### Exercise requirements
Which lines in the data below contain the word "messageChannel"? Return each of them.

(Saved data entries)
——————
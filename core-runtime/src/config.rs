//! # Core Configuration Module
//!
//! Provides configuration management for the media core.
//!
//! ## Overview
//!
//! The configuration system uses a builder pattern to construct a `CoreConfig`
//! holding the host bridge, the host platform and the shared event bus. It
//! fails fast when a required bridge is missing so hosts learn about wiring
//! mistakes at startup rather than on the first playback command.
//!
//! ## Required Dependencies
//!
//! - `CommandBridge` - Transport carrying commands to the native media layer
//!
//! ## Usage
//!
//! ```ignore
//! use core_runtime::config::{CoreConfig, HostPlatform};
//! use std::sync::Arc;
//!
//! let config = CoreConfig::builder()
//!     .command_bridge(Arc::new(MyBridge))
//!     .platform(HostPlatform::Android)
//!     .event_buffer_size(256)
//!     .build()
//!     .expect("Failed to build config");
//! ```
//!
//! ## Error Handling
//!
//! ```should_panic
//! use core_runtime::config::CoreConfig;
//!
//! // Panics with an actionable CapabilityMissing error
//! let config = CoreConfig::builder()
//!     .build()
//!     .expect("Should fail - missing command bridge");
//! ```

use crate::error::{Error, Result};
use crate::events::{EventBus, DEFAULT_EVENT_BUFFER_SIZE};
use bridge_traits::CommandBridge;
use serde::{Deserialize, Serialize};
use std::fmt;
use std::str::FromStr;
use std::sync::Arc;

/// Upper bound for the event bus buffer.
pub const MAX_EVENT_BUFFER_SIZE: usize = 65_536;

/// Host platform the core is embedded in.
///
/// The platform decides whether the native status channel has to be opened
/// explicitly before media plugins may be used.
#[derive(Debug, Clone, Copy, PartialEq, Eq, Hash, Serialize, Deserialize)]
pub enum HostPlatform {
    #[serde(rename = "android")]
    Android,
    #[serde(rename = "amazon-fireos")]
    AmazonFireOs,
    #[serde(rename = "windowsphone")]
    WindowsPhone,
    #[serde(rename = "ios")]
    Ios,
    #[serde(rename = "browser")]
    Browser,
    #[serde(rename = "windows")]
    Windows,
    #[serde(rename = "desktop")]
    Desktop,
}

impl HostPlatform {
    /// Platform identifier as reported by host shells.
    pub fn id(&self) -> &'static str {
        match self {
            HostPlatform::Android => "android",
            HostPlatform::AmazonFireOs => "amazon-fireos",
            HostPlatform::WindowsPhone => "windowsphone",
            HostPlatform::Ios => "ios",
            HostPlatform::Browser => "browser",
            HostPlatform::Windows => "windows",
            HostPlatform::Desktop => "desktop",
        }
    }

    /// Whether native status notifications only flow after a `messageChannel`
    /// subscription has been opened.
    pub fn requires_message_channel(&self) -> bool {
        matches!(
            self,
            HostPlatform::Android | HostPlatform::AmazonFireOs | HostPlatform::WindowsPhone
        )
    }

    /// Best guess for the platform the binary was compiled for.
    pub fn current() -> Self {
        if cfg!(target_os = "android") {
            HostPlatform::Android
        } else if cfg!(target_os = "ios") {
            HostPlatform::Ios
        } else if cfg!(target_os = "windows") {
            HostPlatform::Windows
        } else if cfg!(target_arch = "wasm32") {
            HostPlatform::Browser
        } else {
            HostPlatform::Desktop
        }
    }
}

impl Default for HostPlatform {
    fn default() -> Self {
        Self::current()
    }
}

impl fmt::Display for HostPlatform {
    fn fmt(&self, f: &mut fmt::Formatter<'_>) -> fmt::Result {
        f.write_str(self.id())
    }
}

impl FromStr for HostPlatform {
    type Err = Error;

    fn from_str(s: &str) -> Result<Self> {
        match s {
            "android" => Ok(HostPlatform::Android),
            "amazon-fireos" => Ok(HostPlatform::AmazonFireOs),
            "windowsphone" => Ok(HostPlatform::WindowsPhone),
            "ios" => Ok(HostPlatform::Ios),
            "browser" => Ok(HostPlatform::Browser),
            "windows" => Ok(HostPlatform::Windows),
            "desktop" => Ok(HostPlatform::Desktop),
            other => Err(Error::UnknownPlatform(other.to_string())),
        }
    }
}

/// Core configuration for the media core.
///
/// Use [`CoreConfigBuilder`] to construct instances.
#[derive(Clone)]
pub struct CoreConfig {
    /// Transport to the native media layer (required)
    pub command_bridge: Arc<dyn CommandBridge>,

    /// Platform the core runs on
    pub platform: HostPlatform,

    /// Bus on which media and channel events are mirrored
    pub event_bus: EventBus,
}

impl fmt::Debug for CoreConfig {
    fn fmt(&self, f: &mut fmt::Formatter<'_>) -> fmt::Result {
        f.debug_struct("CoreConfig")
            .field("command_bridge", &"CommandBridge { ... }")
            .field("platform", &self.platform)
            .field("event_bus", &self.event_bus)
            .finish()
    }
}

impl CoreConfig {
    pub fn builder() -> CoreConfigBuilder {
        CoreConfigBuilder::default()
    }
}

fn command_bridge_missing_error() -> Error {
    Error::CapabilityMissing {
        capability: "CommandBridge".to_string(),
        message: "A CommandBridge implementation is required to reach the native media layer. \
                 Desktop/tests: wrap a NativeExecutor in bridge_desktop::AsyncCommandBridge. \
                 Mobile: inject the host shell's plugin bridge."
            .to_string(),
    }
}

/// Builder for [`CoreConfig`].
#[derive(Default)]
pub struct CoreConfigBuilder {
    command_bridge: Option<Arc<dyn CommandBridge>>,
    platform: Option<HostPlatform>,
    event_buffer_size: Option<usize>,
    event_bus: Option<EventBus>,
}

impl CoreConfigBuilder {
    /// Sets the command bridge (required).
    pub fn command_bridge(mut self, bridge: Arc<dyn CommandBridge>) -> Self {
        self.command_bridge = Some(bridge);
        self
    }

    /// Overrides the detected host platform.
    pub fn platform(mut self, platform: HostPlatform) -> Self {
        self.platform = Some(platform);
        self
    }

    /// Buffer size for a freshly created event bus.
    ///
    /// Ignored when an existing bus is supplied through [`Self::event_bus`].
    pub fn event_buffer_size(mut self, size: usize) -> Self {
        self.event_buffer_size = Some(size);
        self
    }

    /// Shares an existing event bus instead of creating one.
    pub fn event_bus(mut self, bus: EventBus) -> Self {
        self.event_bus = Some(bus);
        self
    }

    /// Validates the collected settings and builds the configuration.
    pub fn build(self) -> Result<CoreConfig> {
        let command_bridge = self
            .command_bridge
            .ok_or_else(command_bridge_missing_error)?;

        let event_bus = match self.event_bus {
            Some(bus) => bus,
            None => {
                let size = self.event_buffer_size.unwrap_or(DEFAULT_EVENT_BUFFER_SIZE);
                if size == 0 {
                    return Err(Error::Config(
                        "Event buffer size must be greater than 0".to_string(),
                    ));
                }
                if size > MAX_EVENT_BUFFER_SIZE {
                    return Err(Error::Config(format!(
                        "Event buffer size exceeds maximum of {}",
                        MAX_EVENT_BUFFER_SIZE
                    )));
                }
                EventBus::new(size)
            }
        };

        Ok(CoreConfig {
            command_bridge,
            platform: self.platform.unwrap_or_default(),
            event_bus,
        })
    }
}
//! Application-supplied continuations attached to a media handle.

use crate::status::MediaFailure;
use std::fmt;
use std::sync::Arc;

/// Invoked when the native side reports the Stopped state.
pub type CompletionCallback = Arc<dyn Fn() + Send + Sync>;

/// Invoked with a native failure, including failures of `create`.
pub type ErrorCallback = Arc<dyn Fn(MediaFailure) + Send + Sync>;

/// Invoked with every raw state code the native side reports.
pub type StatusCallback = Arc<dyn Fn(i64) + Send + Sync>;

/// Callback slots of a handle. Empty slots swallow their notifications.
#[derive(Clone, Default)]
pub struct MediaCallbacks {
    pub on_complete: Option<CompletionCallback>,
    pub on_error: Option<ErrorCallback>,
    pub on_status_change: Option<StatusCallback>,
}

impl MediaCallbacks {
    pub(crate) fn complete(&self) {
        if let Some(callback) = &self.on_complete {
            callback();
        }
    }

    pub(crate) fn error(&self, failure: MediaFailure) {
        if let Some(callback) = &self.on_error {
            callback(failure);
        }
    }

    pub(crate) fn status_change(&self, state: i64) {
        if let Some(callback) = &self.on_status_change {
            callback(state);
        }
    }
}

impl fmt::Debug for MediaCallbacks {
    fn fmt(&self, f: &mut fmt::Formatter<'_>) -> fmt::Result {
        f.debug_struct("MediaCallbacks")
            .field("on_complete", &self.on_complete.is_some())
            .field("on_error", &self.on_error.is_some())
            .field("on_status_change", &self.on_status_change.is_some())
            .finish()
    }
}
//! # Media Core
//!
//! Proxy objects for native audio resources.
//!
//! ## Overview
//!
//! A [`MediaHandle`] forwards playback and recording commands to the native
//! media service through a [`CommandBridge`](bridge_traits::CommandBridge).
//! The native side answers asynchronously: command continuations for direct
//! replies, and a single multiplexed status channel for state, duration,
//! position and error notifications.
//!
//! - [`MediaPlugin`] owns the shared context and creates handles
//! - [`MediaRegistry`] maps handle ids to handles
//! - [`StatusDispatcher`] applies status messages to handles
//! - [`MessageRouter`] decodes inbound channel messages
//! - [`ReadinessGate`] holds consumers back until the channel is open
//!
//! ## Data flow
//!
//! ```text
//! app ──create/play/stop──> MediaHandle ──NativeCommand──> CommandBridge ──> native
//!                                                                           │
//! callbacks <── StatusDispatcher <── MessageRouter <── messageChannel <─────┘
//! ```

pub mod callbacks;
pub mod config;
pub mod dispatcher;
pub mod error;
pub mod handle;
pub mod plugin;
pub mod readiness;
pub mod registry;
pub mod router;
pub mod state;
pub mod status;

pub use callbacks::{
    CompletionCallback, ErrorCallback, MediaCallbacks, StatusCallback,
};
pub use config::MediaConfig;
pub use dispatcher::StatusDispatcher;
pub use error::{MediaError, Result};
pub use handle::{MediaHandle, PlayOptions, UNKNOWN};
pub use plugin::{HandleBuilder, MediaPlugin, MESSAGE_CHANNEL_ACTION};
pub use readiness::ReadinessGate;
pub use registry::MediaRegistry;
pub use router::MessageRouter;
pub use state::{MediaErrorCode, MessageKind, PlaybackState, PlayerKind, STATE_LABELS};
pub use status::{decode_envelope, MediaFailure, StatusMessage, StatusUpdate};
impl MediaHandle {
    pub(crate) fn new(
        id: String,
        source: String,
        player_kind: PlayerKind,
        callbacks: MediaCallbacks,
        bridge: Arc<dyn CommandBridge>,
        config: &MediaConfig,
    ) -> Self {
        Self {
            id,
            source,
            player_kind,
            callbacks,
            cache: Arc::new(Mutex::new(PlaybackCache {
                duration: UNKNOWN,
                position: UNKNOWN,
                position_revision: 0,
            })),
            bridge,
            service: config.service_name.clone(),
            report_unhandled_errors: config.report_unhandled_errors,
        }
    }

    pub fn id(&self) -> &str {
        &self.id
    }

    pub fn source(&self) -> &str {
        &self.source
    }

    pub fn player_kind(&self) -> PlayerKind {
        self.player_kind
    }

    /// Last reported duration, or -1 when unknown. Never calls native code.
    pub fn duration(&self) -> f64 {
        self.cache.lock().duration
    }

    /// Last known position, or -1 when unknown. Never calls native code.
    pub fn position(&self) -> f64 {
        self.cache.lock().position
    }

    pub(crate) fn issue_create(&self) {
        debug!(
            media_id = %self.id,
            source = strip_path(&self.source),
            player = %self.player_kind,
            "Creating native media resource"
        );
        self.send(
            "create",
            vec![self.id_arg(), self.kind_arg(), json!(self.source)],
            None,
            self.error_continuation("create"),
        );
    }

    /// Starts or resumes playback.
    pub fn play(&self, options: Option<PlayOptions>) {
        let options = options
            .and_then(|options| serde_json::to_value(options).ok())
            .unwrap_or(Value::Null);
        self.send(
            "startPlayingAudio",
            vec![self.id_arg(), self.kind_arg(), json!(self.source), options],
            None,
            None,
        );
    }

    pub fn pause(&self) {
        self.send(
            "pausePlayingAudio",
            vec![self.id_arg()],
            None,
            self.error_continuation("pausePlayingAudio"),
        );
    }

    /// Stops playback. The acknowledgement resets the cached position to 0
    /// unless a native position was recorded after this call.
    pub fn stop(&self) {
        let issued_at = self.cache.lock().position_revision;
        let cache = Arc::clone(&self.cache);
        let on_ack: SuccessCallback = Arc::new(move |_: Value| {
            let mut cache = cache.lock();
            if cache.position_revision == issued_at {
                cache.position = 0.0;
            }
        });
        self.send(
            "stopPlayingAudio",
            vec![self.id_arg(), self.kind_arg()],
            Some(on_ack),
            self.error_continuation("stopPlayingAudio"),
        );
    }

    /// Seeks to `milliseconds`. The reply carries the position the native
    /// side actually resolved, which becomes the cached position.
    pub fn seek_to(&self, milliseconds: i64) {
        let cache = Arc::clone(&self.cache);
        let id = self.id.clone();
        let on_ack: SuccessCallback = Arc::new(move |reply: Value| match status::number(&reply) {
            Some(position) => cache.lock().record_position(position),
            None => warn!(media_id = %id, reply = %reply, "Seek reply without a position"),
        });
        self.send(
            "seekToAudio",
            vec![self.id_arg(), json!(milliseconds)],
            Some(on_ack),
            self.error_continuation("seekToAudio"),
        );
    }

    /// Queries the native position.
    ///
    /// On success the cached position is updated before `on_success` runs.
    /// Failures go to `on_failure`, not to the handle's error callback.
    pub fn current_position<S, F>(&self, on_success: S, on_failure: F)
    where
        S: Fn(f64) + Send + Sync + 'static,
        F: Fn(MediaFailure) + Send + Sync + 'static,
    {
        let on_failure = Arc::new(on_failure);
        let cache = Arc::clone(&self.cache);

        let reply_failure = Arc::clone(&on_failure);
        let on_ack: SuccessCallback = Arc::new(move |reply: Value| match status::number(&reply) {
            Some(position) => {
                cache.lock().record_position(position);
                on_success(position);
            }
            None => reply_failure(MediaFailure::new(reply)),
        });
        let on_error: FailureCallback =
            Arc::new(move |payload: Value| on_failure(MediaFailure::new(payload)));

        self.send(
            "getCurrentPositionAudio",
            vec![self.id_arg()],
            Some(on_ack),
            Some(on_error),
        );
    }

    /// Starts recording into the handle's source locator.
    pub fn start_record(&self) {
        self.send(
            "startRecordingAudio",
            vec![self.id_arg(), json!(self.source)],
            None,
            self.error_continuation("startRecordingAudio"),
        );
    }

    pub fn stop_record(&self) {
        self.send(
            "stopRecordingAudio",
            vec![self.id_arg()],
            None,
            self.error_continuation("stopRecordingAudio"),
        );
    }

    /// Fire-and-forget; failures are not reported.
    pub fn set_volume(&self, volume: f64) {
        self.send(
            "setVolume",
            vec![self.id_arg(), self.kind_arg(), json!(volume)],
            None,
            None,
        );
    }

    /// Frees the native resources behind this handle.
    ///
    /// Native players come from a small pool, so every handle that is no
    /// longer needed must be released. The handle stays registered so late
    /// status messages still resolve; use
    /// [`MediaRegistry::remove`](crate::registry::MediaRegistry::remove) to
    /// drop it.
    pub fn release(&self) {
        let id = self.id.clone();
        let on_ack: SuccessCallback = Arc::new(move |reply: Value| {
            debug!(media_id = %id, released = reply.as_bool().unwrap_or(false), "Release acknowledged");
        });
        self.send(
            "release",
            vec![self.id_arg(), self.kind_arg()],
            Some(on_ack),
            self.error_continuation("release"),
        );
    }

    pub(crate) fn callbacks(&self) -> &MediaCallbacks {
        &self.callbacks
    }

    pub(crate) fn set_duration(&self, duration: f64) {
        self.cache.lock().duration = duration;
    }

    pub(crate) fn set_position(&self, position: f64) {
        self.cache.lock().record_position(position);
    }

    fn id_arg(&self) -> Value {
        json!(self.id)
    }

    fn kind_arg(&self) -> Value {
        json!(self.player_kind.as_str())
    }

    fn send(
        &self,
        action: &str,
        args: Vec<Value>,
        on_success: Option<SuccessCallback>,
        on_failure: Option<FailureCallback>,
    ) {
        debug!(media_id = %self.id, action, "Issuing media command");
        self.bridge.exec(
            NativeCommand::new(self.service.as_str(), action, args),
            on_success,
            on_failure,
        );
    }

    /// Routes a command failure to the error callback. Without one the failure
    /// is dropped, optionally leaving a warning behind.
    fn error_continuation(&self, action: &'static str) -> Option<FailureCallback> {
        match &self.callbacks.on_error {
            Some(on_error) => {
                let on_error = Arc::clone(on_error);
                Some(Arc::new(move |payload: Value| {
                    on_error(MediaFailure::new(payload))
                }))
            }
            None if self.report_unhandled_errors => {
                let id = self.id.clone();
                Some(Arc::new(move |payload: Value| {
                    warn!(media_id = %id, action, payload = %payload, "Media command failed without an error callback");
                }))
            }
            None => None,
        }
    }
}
——————
### Answer for this exercise
    /// Whether native status notifications only flow after a `messageChannel`
//! callbacks <── StatusDispatcher <── MessageRouter <── messageChannel <─────┘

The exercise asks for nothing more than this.